Time to take stock and take action

The Lieberman survey was conducted at the recent RSA IT security conference. Through personal interviews conducted at the event it looked at the attitudes of more than 270 IT professionals, of who over 55 percent work in an organization with at least 1,000 employees, toward password management and cloud security.

If you found the headline number upsetting, a little more granularity from the interviews is not going to make you feel better.  Survey results included:

  • Of those who can still access their former employers’ systems, nearly 23 percent can get into their previous two employers’ systems using old credentials.
  • More than 16 percent admit to still having access to systems at all previous employers.

In response to these findings, Philip Lieberman, CEO and President of Lieberman Software, said “The results of this research shows that a fundamental lack of IT security awareness in enterprises, particularly in the arena of controlling privileged logins, is potentially paving the way for a further wave of data breaches.
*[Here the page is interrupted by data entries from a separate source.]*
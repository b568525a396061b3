// libs/appointment-cell/src/handlers.rs
use std::sync::Arc;

use axum::{
    extract::{Path, State},
    http::StatusCode,
    Json,
};
use serde_json::{json, Value};
use uuid::Uuid;

use shared_models::error::AppError;

use crate::models::{BookAppointmentRequest, RescheduleAppointmentRequest};
use crate::router::AppointmentState;

// ==============================================================================
// BOOKING HANDLERS
// ==============================================================================

#[axum::debug_handler]
pub async fn book_appointment(
    State(state): State<Arc<AppointmentState>>,
    Json(request): Json<BookAppointmentRequest>,
) -> Result<(StatusCode, Json<Value>), AppError> {
    let appointment = state.coordinator
        .book(request.patient_id, request.doctor_id, request.scheduled_at)
        .await?;

    Ok((StatusCode::CREATED, Json(json!({
        "success": true,
        "appointment": appointment,
        "message": "Appointment booked successfully"
    }))))
}

#[axum::debug_handler]
pub async fn get_appointment(
    State(state): State<Arc<AppointmentState>>,
    Path(appointment_id): Path<Uuid>,
) -> Result<Json<Value>, AppError> {
    let appointment = state.coordinator.get_appointment(appointment_id).await?;

    Ok(Json(json!(appointment)))
}

#[axum::debug_handler]
pub async fn reschedule_appointment(
    State(state): State<Arc<AppointmentState>>,
    Path(appointment_id): Path<Uuid>,
    Json(request): Json<RescheduleAppointmentRequest>,
) -> Result<Json<Value>, AppError> {
    let appointment = state.coordinator
        .reschedule(appointment_id, request.scheduled_at)
        .await?;

    Ok(Json(json!({
        "success": true,
        "appointment": appointment,
        "message": "Appointment rescheduled successfully"
    })))
}

#[axum::debug_handler]
pub async fn cancel_appointment(
    State(state): State<Arc<AppointmentState>>,
    Path(appointment_id): Path<Uuid>,
) -> Result<Json<Value>, AppError> {
    let appointment = state.coordinator.cancel(appointment_id).await?;

    Ok(Json(json!({
        "success": true,
        "appointment": appointment,
        "message": "Appointment cancelled successfully"
    })))
}

#[axum::debug_handler]
pub async fn delete_appointment(
    State(state): State<Arc<AppointmentState>>,
    Path(appointment_id): Path<Uuid>,
) -> Result<Json<Value>, AppError> {
    state.coordinator.delete(appointment_id).await?;

    Ok(Json(json!({
        "success": true,
        "message": format!("Appointment {} deleted", appointment_id)
    })))
}

// ==============================================================================
// LISTING HANDLERS
// ==============================================================================

#[axum::debug_handler]
pub async fn list_appointments(
    State(state): State<Arc<AppointmentState>>,
) -> Result<Json<Value>, AppError> {
    let appointments = state.coordinator.all_appointments().await?;

    Ok(Json(json!({
        "appointments": appointments,
        "total": appointments.len()
    })))
}

#[axum::debug_handler]
pub async fn get_doctor_appointments(
    State(state): State<Arc<AppointmentState>>,
    Path(doctor_id): Path<Uuid>,
) -> Result<Json<Value>, AppError> {
    let appointments = state.coordinator.appointments_by_doctor(doctor_id).await?;

    Ok(Json(json!({
        "appointments": appointments,
        "total": appointments.len()
    })))
}

#[axum::debug_handler]
pub async fn get_patient_appointments(
    State(state): State<Arc<AppointmentState>>,
    Path(patient_id): Path<Uuid>,
) -> Result<Json<Value>, AppError> {
    let appointments = state.coordinator.appointments_by_patient(patient_id).await?;

    Ok(Json(json!({
        "appointments": appointments,
        "total": appointments.len()
    })))
}

// ==============================================================================
// REMINDER HANDLERS
// ==============================================================================

/// Run one reminder tick now, outside the timer.
#[axum::debug_handler]
pub async fn run_reminder_scan(
    State(state): State<Arc<AppointmentState>>,
) -> Result<Json<Value>, AppError> {
    let report = state.scanner.run_reminder_scan().await?;

    Ok(Json(json!({
        "success": true,
        "report": report
    })))
}
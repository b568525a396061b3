// libs/appointment-cell/src/services/store.rs
use std::collections::HashMap;

use async_trait::async_trait;
use chrono::{DateTime, Utc};
use tokio::sync::RwLock;
use tracing::debug;
use uuid::Uuid;

use crate::models::{Appointment, AppointmentError, AppointmentStatus, ReminderWindow};

/// Durable home of appointment records. Every method touches at most one
/// record for writes and must apply the change atomically.
#[async_trait]
pub trait AppointmentStore: Send + Sync {
    async fn insert(&self, appointment: Appointment) -> Result<Appointment, AppointmentError>;

    async fn get(&self, appointment_id: Uuid) -> Result<Option<Appointment>, AppointmentError>;

    async fn list_all(&self) -> Result<Vec<Appointment>, AppointmentError>;

    async fn list_by_doctor(&self, doctor_id: Uuid) -> Result<Vec<Appointment>, AppointmentError>;

    async fn list_by_patient(&self, patient_id: Uuid) -> Result<Vec<Appointment>, AppointmentError>;

    /// Active appointments inside `window` whose reminder has not gone out.
    async fn due_for_reminder(&self, window: &ReminderWindow) -> Result<Vec<Appointment>, AppointmentError>;

    /// Set `reminder_sent`. Setting it again is a no-op.
    async fn mark_reminder_sent(&self, appointment_id: Uuid) -> Result<(), AppointmentError>;

    async fn update_scheduled_at(
        &self,
        appointment_id: Uuid,
        scheduled_at: DateTime<Utc>,
    ) -> Result<Appointment, AppointmentError>;

    async fn update_status(
        &self,
        appointment_id: Uuid,
        status: AppointmentStatus,
    ) -> Result<Appointment, AppointmentError>;

    async fn delete(&self, appointment_id: Uuid) -> Result<(), AppointmentError>;
}

/// Process-local store, used when no database is configured and by tests.
#[derive(Default)]
pub struct InMemoryAppointmentStore {
    appointments: RwLock<HashMap<Uuid, Appointment>>,
}

impl InMemoryAppointmentStore {
    pub fn new() -> Self {
        Self::default()
    }

    pub async fn len(&self) -> usize {
        self.appointments.read().await.len()
    }

    pub async fn is_empty(&self) -> bool {
        self.appointments.read().await.is_empty()
    }

    async fn filtered<F>(&self, predicate: F) -> Vec<Appointment>
    where
        F: Fn(&Appointment) -> bool,
    {
        let appointments = self.appointments.read().await;
        let mut matching: Vec<Appointment> = appointments
            .values()
            .filter(|appointment| predicate(appointment))
            .cloned()
            .collect();
        // None sorts first, which keeps legacy rows at the front like the database does
        matching.sort_by_key(|appointment| (appointment.scheduled_at, appointment.created_at));
        matching
    }
}

#[async_trait]
impl AppointmentStore for InMemoryAppointmentStore {
    async fn insert(&self, appointment: Appointment) -> Result<Appointment, AppointmentError> {
        let mut appointments = self.appointments.write().await;
        if appointments.contains_key(&appointment.id) {
            return Err(AppointmentError::DatabaseError(format!(
                "appointment {} already exists",
                appointment.id
            )));
        }
        appointments.insert(appointment.id, appointment.clone());
        debug!("Stored appointment {}", appointment.id);
        Ok(appointment)
    }

    async fn get(&self, appointment_id: Uuid) -> Result<Option<Appointment>, AppointmentError> {
        Ok(self.appointments.read().await.get(&appointment_id).cloned())
    }

    async fn list_all(&self) -> Result<Vec<Appointment>, AppointmentError> {
        Ok(self.filtered(|_| true).await)
    }

    async fn list_by_doctor(&self, doctor_id: Uuid) -> Result<Vec<Appointment>, AppointmentError> {
        Ok(self.filtered(|a| a.doctor_id == doctor_id).await)
    }

    async fn list_by_patient(&self, patient_id: Uuid) -> Result<Vec<Appointment>, AppointmentError> {
        Ok(self.filtered(|a| a.patient_id == patient_id).await)
    }

    async fn due_for_reminder(&self, window: &ReminderWindow) -> Result<Vec<Appointment>, AppointmentError> {
        Ok(self.filtered(|a| a.is_due_for_reminder(window)).await)
    }

    async fn mark_reminder_sent(&self, appointment_id: Uuid) -> Result<(), AppointmentError> {
        let mut appointments = self.appointments.write().await;
        let appointment = appointments
            .get_mut(&appointment_id)
            .ok_or(AppointmentError::NotFound)?;
        appointment.reminder_sent = true;
        Ok(())
    }

    async fn update_scheduled_at(
        &self,
        appointment_id: Uuid,
        scheduled_at: DateTime<Utc>,
    ) -> Result<Appointment, AppointmentError> {
        let mut appointments = self.appointments.write().await;
        let appointment = appointments
            .get_mut(&appointment_id)
            .ok_or(AppointmentError::NotFound)?;
        appointment.scheduled_at = Some(scheduled_at);
        Ok(appointment.clone())
    }

    async fn update_status(
        &self,
        appointment_id: Uuid,
        status: AppointmentStatus,
    ) -> Result<Appointment, AppointmentError> {
        let mut appointments = self.appointments.write().await;
        let appointment = appointments
            .get_mut(&appointment_id)
            .ok_or(AppointmentError::NotFound)?;
        appointment.status = status;
        Ok(appointment.clone())
    }

    async fn delete(&self, appointment_id: Uuid) -> Result<(), AppointmentError> {
        self.appointments
            .write()
            .await
            .remove(&appointment_id)
            .map(|_| ())
            .ok_or(AppointmentError::NotFound)
    }
}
Organizations must implement a policy where privileged account passwords are automatically updated on a frequent basis, with unique and complex values. That way, when an employee does leave the company, he or she is not taking the password secrets that can gain access to highly sensitive systems.”

Other findings from the survey also contain some valuable nuggets as food for thought:

  • 84 percent of organizations have a policy to ensure contractors cannot access corporate systems after they leave the company; however, more than 16 percent of respondents admit that their organization either does not have such a policy, or they are not aware of one.
  • Almost 1 out of 4 respondents work in organizations that do not change their service and process account passwords within the 90 day time frame commonly cited as best practice by most regulatory compliance mandates.
  • An overwhelming 80 percent of respondents choose to keep their organization's most sensitive data on their own network, rather than the cloud.
  • Nearly 3 out of 4 of those surveyed say that the cloud applications their users download cause security headaches.

“Companies and government agencies should not take such a lax approach to password management, especially given the attention that the Edward Snowden NSA scandal has received,” Lieberman continued. “Basic security best practices include minimizing the insider threat and sophisticated criminal hackers by managing the powerful privileged passwords that grant access to systems containing sensitive data.”

At this point it should be common sense that changing passwords is essential. Having had to change my personal ones recently because of the Heartbleed Bug, shopping at Target and having a PayPal account, the fact that so many companies have not shored up defenses in terms of such as simple thing as making sure former employees can’t use their old credentials to cruise around and possibly cause mischief is in a word, “mystifying.”  It is hard to believe that it is roughly a year since Snowden first started his leaking activities, it is equally as hard to believe that the response needing greater safeguards as to who has access to corporate networks and systems seems to be so slow.